Denn damit erkennt der Erzbischof die reformatorische Bewegung zwar nicht förmlich an, er verzichtet aber für die übrigen Erfurter Kirchen ausdrücklich auf eine eindeutige Festlegung und eröffnet dementsprechend dort dem Rat und der Gemeinde einen erheblichen Gestaltungsspielraum, der die Möglichkeit zu evangelischer Predigt und reformatorischem Gottesdienst einschließt. In der Folge kam es dann auch angesichts der konfessionell geteilten Bürgerschaft zu einer pragmatischen Aufteilung der Kirchen unter reformatorisch Gesinnte und Altgläubige.

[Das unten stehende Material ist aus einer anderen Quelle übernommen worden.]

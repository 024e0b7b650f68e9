//! Frontmatter parsing, Markdown rendering, and post normalization.
//!
//! This crate turns raw Markdown documents with a YAML-like header into
//! typed post records. Every call re-parses from source text; nothing is
//! cached.
//!
//! # Modules
//!
//! - [`markdown`]: Document splitting, frontmatter parsing, HTML rendering
//!   - [`markdown::document`]: Header/body split on `---` lines
//!   - [`markdown::frontmatter`]: Hand-rolled frontmatter parser
//!   - [`markdown::render`]: pulldown-cmark rendering with highlighting
//!   - [`markdown::helpers`]: Quote stripping, list splitting, reading time
//! - [`post`]: The normalizer and its article/recipe specializations
//! - [`collection`]: Listing, lookup, and tag queries over a document set
//!
//! # Design Philosophy
//!
//! **Degrade per document, never per listing.** A malformed file becomes a
//! visibly flagged sentinel post; its siblings still render.
//!
//! # Example
//!
//! ```rust
//! use attic_content::normalize_recipe;
//!
//! let raw = "---\ntitle: Pancakes\ndate: 2024-02-13\ntags: [breakfast, Dessert]\ningredients:\n  - Flour: 200 g # sifted\n  - Eggs: 2\n---\n\n# Pancakes\n\nWhisk everything.";
//! let recipe = normalize_recipe(raw, "pancakes");
//!
//! assert_eq!(recipe.title, "Pancakes");
//! assert_eq!(recipe.tags, vec!["breakfast", "Dessert"]);
//! assert_eq!(recipe.extra.ingredients[0].unit.as_deref(), Some("g"));
//! assert!(!recipe.html.contains("<h1>"));
//! ```

pub mod collection;
pub mod markdown;
pub mod post;

// Re-export commonly used types
pub use collection::{Collection, aggregate_tags, sort_newest_first};
pub use markdown::{
    FrontmatterMap, FrontmatterValue, MarkdownRenderer, RenderOptions, parse_frontmatter,
    reading_time, render_markdown,
};
pub use post::{
    AiContributions, Article, ArticleMeta, ArticlePost, Ingredient, IngredientEntry, Normalizer,
    Post, PostKind, Recipe, RecipeMeta, RecipePost, coerce_ingredients, normalize_article,
    normalize_recipe, scale_ingredients,
};
//! Dispatch error types.

use thiserror::Error;

/// Errors that can occur while dispatching an action.
#[derive(Error, Debug)]
pub enum DispatchError {
    /// The action name does not resolve to a registered action.
    #[error("unknown action: {0}")]
    UnknownAction(String),

    /// The action itself failed.
    #[error("action failed: {0}")]
    ActionFailed(#[from] anyhow::Error),

    /// The dispatcher namespace matches no recognized shape.
    #[error("invalid dispatcher namespace: {0}")]
    InvalidNamespace(String),

    /// The view engine failed to render.
    #[error("render failed: {0}")]
    Render(String),

    /// Failed to serialize a value result.
    #[error("serialization error: {0}")]
    Serialize(#[from] serde_json::Error),
}
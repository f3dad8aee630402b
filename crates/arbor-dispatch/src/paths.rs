//! View path resolution.
//!
//! An explicit action-to-view mapping from configuration always wins.
//! Unmapped actions fall back to the namespace convention, which recognizes
//! exactly two shapes:
//!
//! ```text
//! app/controllers/<rest>              -> <rest>/<Action>
//! app/modules/<m>/controllers/<rest>  -> <rest>/<Action>   (module <m>)
//! ```

use std::collections::HashMap;

use crate::error::DispatchError;

/// A resolved view identifier.
#[derive(Debug, Clone, PartialEq, Eq)]
pub struct ViewPath {
    /// View identifier for the engine.
    pub view: String,
    /// Owning module, for the modular shape.
    pub module: Option<String>,
}

/// Resolve the default view for an action.
///
/// Fails with `InvalidNamespace` when the action is unmapped and the
/// namespace matches neither recognized shape.
pub fn resolve_view_path(
    namespace: &str,
    views: &HashMap<String, String>,
    action: &str,
) -> Result<ViewPath, DispatchError> {
    if let Some(view) = views.get(action) {
        return Ok(ViewPath {
            view: view.clone(),
            module: None,
        });
    }

    let base = capitalize(action);

    if let Some(rest) = namespace.strip_prefix("app/controllers/") {
        return Ok(ViewPath {
            view: join(rest, &base),
            module: None,
        });
    }

    if let Some(rest) = namespace.strip_prefix("app/modules/") {
        if let Some((module, tail)) = rest.split_once("/controllers/") {
            if !module.is_empty() {
                return Ok(ViewPath {
                    view: join(tail, &base),
                    module: Some(module.to_string()),
                });
            }
        }
    }

    Err(DispatchError::InvalidNamespace(namespace.to_string()))
}

fn join(rest: &str, base: &str) -> String {
    if rest.is_empty() {
        base.to_string()
    } else {
        format!("{}/{}", rest, base)
    }
}

fn capitalize(s: &str) -> String {
    let mut chars = s.chars();
    match chars.next() {
        Some(first) => first.to_uppercase().collect::<String>() + chars.as_str(),
        None => String::new(),
    }
}
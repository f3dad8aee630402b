//! Request dispatch lifecycle for the Arbor web framework.
//!
//! A [`Dispatcher`] takes an action name resolved by the router, runs the
//! three-phase lifecycle (before-hook, action, after-hook), and normalizes
//! whatever the action returned into a canonical
//! [`Response`](arbor_core::Response):
//!
//! - an explicit response passes through unchanged;
//! - a view renders through the configured layout and template;
//! - an empty result drains any queued legacy fragments;
//! - anything else coerces generically.
//!
//! # Example
//!
//! ```rust,ignore
//! use arbor_dispatch::prelude::*;
//!
//! let dispatcher = Dispatcher::new(DispatchConfig::default(), engine)
//!     .with_hook(AuthHook::new(users))
//!     .with_action("index", |_ctx: &ActionContext| {
//!         Ok(ActionOutcome::View(View::new("home/Index").with("title", "Home")))
//!     });
//!
//! let response = dispatcher.execute("index", Vec::new())?;
//! ```

mod action;
mod dispatcher;
mod error;
mod hook;
mod observe;
mod paths;
mod view;

pub use action::{Action, ActionOutcome, ActionRegistry};
pub use dispatcher::{Dispatcher, EVENT_EXECUTING};
pub use error::DispatchError;
pub use hook::{HookOutcome, NoopHook, RequestHook};
pub use observe::{Observer, ObserverError};
pub use paths::{resolve_view_path, ViewPath};
pub use view::{FragmentAccumulator, NoFragments, View, ViewEngine};

/// Prelude for convenient imports.
pub mod prelude {
    pub use crate::{
        Action, ActionOutcome, ActionRegistry, DispatchError, Dispatcher, FragmentAccumulator,
        HookOutcome, NoopHook, Observer, RequestHook, View, ViewEngine,
    };
    pub use arbor_core::prelude::*;
}
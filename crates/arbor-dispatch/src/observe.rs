//! Observer seam for dispatch lifecycle notifications.

use arbor_core::ActionContext;
use thiserror::Error;

/// Error raised by an observer.
///
/// Observers are a non-critical side channel; the dispatcher logs these
/// and continues.
#[derive(Error, Debug)]
#[error("observer error: {0}")]
pub struct ObserverError(pub String);

/// Listener notified about dispatch lifecycle events.
pub trait Observer: Send + Sync {
    /// Called with the event name and the request context.
    fn notify(&self, event: &str, ctx: &ActionContext) -> Result<(), ObserverError>;
}

impl<F> Observer for F
where
    F: Fn(&str, &ActionContext) -> Result<(), ObserverError> + Send + Sync,
{
    fn notify(&self, event: &str, ctx: &ActionContext) -> Result<(), ObserverError> {
        self(event, ctx)
    }
}

#[cfg(test)]
mod tests {
    use super::*;
    use arbor_core::Layout;
    use std::sync::atomic::{AtomicUsize, Ordering};
    use std::sync::Arc;

    #[test]
    fn test_closure_observer() {
        let seen = Arc::new(AtomicUsize::new(0));
        let counter = Arc::clone(&seen);

        let observer = move |event: &str, _ctx: &ActionContext| {
            assert_eq!(event, "dispatch.executing");
            counter.fetch_add(1, Ordering::SeqCst);
            Ok(())
        };

        let ctx = ActionContext::new("index", Vec::new(), "default", Layout::default());
        observer.notify("dispatch.executing", &ctx).unwrap();
        assert_eq!(seen.load(Ordering::SeqCst), 1);
    }
}
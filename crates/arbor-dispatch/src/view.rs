//! View contracts: renderables, the engine seam, and legacy fragments.

use std::collections::HashMap;

/// A renderable view handed to the view engine.
#[derive(Debug, Clone, PartialEq, Default)]
pub struct View {
    /// View identifier resolved by the engine.
    pub name: String,
    /// Bindings available to the template.
    pub data: HashMap<String, serde_json::Value>,
    /// Headers contributed by this view.
    pub headers: HashMap<String, String>,
}

impl View {
    /// Create a view with the given identifier.
    pub fn new(name: impl Into<String>) -> Self {
        Self {
            name: name.into(),
            ..Default::default()
        }
    }

    /// Bind a value under the given key.
    pub fn with(mut self, key: impl Into<String>, value: impl Into<serde_json::Value>) -> Self {
        self.data.insert(key.into(), value.into());
        self
    }

    /// Contribute a header.
    pub fn with_header(mut self, key: impl Into<String>, value: impl Into<String>) -> Self {
        self.headers.insert(key.into(), value.into());
        self
    }
}

/// Template engine seam.
///
/// Implementations live outside this crate; the dispatcher only needs
/// rendering and layout wrapping.
pub trait ViewEngine: Send + Sync {
    /// Render a view to its content.
    fn render(&self, view: &View) -> anyhow::Result<String>;

    /// Wrap already-rendered content in the named layout. The content is
    /// bound under the key `"content"`.
    fn wrap_in_layout(
        &self,
        layout: &str,
        template: &str,
        content: &str,
    ) -> anyhow::Result<String>;
}

/// Accumulator for legacy render fragments.
///
/// Older rendering code queues fragments across a request; when an action
/// produces nothing, the dispatcher concatenates them in accumulation
/// order.
pub trait FragmentAccumulator: Send + Sync {
    /// Pending fragments, in accumulation order.
    fn pending(&self) -> Vec<View>;

    /// Headers accumulated alongside the fragments.
    fn pending_headers(&self) -> HashMap<String, String>;
}

/// Accumulator with no legacy support: never has pending fragments.
#[derive(Debug, Clone, Copy, Default)]
pub struct NoFragments;

impl FragmentAccumulator for NoFragments {
    fn pending(&self) -> Vec<View> {
        Vec::new()
    }

    fn pending_headers(&self) -> HashMap<String, String> {
        HashMap::new()
    }
}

Besonders bemerkenswert am Hammelburger Vertrag scheint mir nun die Kombination dieser beiden Aussagen: Denn der Vertragstext sieht die Möglichkeit vor bzw. setzt gleichsam selbstverständlich voraus, dass auch die Anhänger der reformatorischen Bewegung getreue Untertanen des Erzbischofs sein können. Und das, obwohl Martin Luther durch das Wormser Edikt von 1521 noch immer geächtet war.

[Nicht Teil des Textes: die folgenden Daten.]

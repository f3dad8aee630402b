//! Cookies and the outbound cookie queue.

use std::sync::Mutex;

/// An outbound cookie.
///
/// Wire encoding is the emission layer's concern; this is only the data.
#[derive(Debug, Clone, PartialEq, Eq)]
pub struct Cookie {
    /// Cookie name.
    pub name: String,
    /// Cookie value.
    pub value: String,
    /// Time to live, in minutes.
    pub ttl_minutes: u64,
    /// Cookie path.
    pub path: String,
    /// Cookie domain.
    pub domain: Option<String>,
    /// Whether the cookie is HTTPS-only.
    pub secure: bool,
    /// Whether the cookie is hidden from client-side scripts.
    pub http_only: bool,
}

impl Cookie {
    /// Create a cookie with defaults (path "/", no domain, not secure,
    /// not HTTP-only).
    pub fn new(name: impl Into<String>, value: impl Into<String>, ttl_minutes: u64) -> Self {
        Self {
            name: name.into(),
            value: value.into(),
            ttl_minutes,
            path: "/".to_string(),
            domain: None,
            secure: false,
            http_only: false,
        }
    }

    /// Set the path.
    pub fn with_path(mut self, path: impl Into<String>) -> Self {
        self.path = path.into();
        self
    }

    /// Set the domain.
    pub fn with_domain(mut self, domain: Option<String>) -> Self {
        self.domain = domain;
        self
    }

    /// Set the secure flag.
    pub fn with_secure(mut self, secure: bool) -> Self {
        self.secure = secure;
        self
    }

    /// Set the HTTP-only flag.
    pub fn with_http_only(mut self, http_only: bool) -> Self {
        self.http_only = http_only;
        self
    }
}

/// Queue of cookies awaiting delivery with the response.
pub trait CookieJar: Send + Sync {
    /// Build a cookie from its parts.
    #[allow(clippy::too_many_arguments)]
    fn make(
        &self,
        name: &str,
        value: &str,
        ttl_minutes: u64,
        path: &str,
        domain: Option<String>,
        secure: bool,
        http_only: bool,
    ) -> Cookie {
        Cookie::new(name, value, ttl_minutes)
            .with_path(path)
            .with_domain(domain)
            .with_secure(secure)
            .with_http_only(http_only)
    }

    /// Queue a cookie for outbound delivery.
    fn queue(&self, cookie: Cookie);
}

/// Cookie jar that records queued cookies in order.
#[derive(Default)]
pub struct MemoryCookieJar {
    queued: Mutex<Vec<Cookie>>,
}

impl MemoryCookieJar {
    /// Create an empty jar.
    pub fn new() -> Self {
        Self::default()
    }

    /// Cookies queued so far, in order.
    pub fn queued(&self) -> Vec<Cookie> {
        self.queued.lock().expect("jar lock poisoned").clone()
    }
}

impl CookieJar for MemoryCookieJar {
    fn queue(&self, cookie: Cookie) {
        self.queued.lock().expect("jar lock poisoned").push(cookie);
    }
}
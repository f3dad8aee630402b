//! Prelude for convenient imports.
//!
//! ```rust,ignore
//! use arbor_core::prelude::*;
//! ```

pub use crate::{
    ActionContext, DispatchConfig, InvalidLottery, Layout, Lottery, Response, SessionConfig,
};
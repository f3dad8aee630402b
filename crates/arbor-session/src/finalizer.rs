//! Post-request session finalization.

use arbor_core::SessionConfig;
use rand::Rng;
use tracing::debug;

use crate::cookie::CookieJar;
use crate::error::SessionError;
use crate::lottery;
use crate::store::SessionStore;

/// Finalizes the session once per request, after the response is
/// computed: persists the store, queues the session-identity cookie, and
/// sometimes collects expired sessions.
///
/// # Example
///
/// ```rust,ignore
/// use arbor_session::prelude::*;
///
/// SessionFinalizer::handle(&mut store, &jar, &config, rand::thread_rng())?;
/// ```
pub struct SessionFinalizer<'a, R: Rng> {
    store: &'a mut dyn SessionStore,
    cookies: &'a dyn CookieJar,
    config: &'a SessionConfig,
    rng: R,
}

impl<'a, R: Rng> SessionFinalizer<'a, R> {
    /// Construct a finalizer bound to the supplied collaborators and run
    /// it exactly once.
    ///
    /// A save failure propagates and is fatal for the request; surfacing
    /// a 5xx is the caller's responsibility.
    pub fn handle(
        store: &'a mut dyn SessionStore,
        cookies: &'a dyn CookieJar,
        config: &'a SessionConfig,
        rng: R,
    ) -> Result<(), SessionError> {
        let mut finalizer = Self {
            store,
            cookies,
            config,
            rng,
        };

        finalizer.process()
    }

    fn process(&mut self) -> Result<(), SessionError> {
        self.store.save()?;

        self.queue_session_cookie();

        self.collect_garbage()
    }

    /// Queue the cookie that re-associates the next request with this
    /// session. The TTL stays in minutes; `http_only` is always false.
    fn queue_session_cookie(&self) {
        let cookie = self.cookies.make(
            &self.config.cookie,
            self.store.id().as_str(),
            self.config.lifetime,
            &self.config.path,
            self.config.domain.clone(),
            self.config.secure,
            false,
        );

        self.cookies.queue(cookie);
    }

    /// Collect expired sessions when the lottery hits.
    ///
    /// Sampling amortizes the sweep cost across many requests instead of
    /// paying it on every one.
    fn collect_garbage(&mut self) -> Result<(), SessionError> {
        if !lottery::hits(&self.config.lottery, &mut self.rng) {
            return Ok(());
        }

        let lifetime_secs = self.config.lifetime * 60;
        let collected = self.store.handler().gc(lifetime_secs)?;
        debug!(lifetime_secs, collected, "expired sessions collected");

        Ok(())
    }
}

Die Wahrheitsfrage wird damit ausgeklammert. Der Erzbischof verzichtet hier auf eine eindeutige Festlegung im Religiösen zugunsten des Erhalts seiner weltlichen obrigkeitlichen Funktion, und so wird ein friedliches Neben- und Miteinander »konfessions«verschiedener Gruppen in Erfurt ermöglicht. Auch der Zugang zu öffentlichen Ämtern steht grundsätzlich allen Bürgern offen, unabhängig von ihrer jeweiligen religiösen Haltung. Das scheint mir, zumal im Jahr 1530, ein durchaus beachtliches Resultat.